In modern airtight homes, stagnant air and high humidity can become problems particularly in the winter when the windows and doors are closed. In older houses, the natural air leaks would cause the air in the house to be exchanged with air from outside, however, newer homes don’t have that natural air exchange. In order to bring in fresh air, a device called a heat recovery ventilator (HRV) is used. The HRV will bring in fresh air from outside and heat it up using the warm stale air from inside.
The HRV will have two fans. One will draw in fresh air from outside and the other will push out stale inside air. The fans push the air through a chamber made of series of air passages in which the direction of airflow alternates. These air passages are separated by a conductive membrane, aluminum in the better units, that allow the heat from the warm air to transfer the colder air. In a house with forced air heating, the warm air is drawn from the return air duct and fresh air supplied a few feet downstream. A better system draws the stale air from the kitchen and bathrooms, which are the main source of pollutants and humidity, using a separate duct system. In a house with hot water heat, a full ducting system is used with the warm air drawn from the bathrooms and kitchen and the fresh air is returned in the bedrooms and other living areas. In the winter, since the fresh air is dryer, it will drop the humidity in the house down so there is little or no condensation on the windows
When looking at an HRV there are two main factors to consider in terms of efficiency. The first is the sensible efficiency, which is the amount of heat moved from the warm air to the cold air and can vary from less than 40% to more than 80%. A higher number is better. The other factor is the amount of electricity the unit uses. The units can vary from under 40 watts to more than 200 watts for similar sized units. This is mostly due to the type of motors used in the units. You want the unit that uses the lowest watts. A listing of most HRVs is available from www.hvi.org
The HRVs are sized according to the size of the house, with a larger house needing a unit that can move more air (higher Cubic Feet per Minute orCFM ). This can be determined by taking the square footage of the house and multiplying it by the ceiling height, giving the volume of the house. This is then multiplied by the desired air changes per hour (usually 0.3 -0.5) and then dividing by 60 to get CFM.

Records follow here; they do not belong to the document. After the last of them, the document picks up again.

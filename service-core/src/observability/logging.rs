use opentelemetry::KeyValue;
use opentelemetry_otlp::WithExportConfig;
use opentelemetry_sdk::{Resource, runtime, trace as sdktrace};
use tracing_subscriber::{layer::SubscriberExt, util::SubscriberInitExt};

/// Installs the global subscriber: env filter, JSON lines on stdout and, when an
/// OTLP endpoint is given, span export to that collector.
///
/// A collector that cannot be set up is reported on stderr and skipped; the
/// service keeps running with local logs only.
pub fn init_tracing(service_name: &str, log_level: &str, otlp_endpoint: Option<&str>) {
    let env_filter = tracing_subscriber::EnvFilter::try_from_default_env()
        .unwrap_or_else(|_| tracing_subscriber::EnvFilter::new(log_level));

    let telemetry = otlp_endpoint.and_then(|endpoint| {
        let otlp_exporter = opentelemetry_otlp::new_exporter()
            .tonic()
            .with_endpoint(endpoint);

        match opentelemetry_otlp::new_pipeline()
            .tracing()
            .with_exporter(otlp_exporter)
            .with_trace_config(sdktrace::config().with_resource(Resource::new(vec![
                KeyValue::new("service.name", service_name.to_string()),
            ])))
            .install_batch(runtime::Tokio)
        {
            Ok(tracer) => Some(tracing_opentelemetry::layer().with_tracer(tracer)),
            Err(e) => {
                eprintln!(
                    "Failed to initialize OTLP tracer for service '{}' at endpoint '{}': {}",
                    service_name, endpoint, e
                );
                None
            }
        }
    });

    tracing_subscriber::registry()
        .with(env_filter)
        .with(telemetry)
        .with(
            tracing_subscriber::fmt::layer()
                .with_file(true)
                .with_line_number(true)
                .json()
                .flatten_event(true),
        )
        .init();
}

/// Flushes pending spans. Call once on the way out of `main`.
pub fn shutdown_tracing() {
    opentelemetry::global::shutdown_tracer_provider();
}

The first winter we were living in our house, we had not yet installed the HRV and had condensation problems so bad that we had to have towels at the bottom of all the windows. Since we have installed the HRV, we have had next to no problems with condensation, except for the coldest days, and even then it is minor. I selected the Lifebreath HRV as I found they had the lowest power usage and one of the best sensible efficiencies.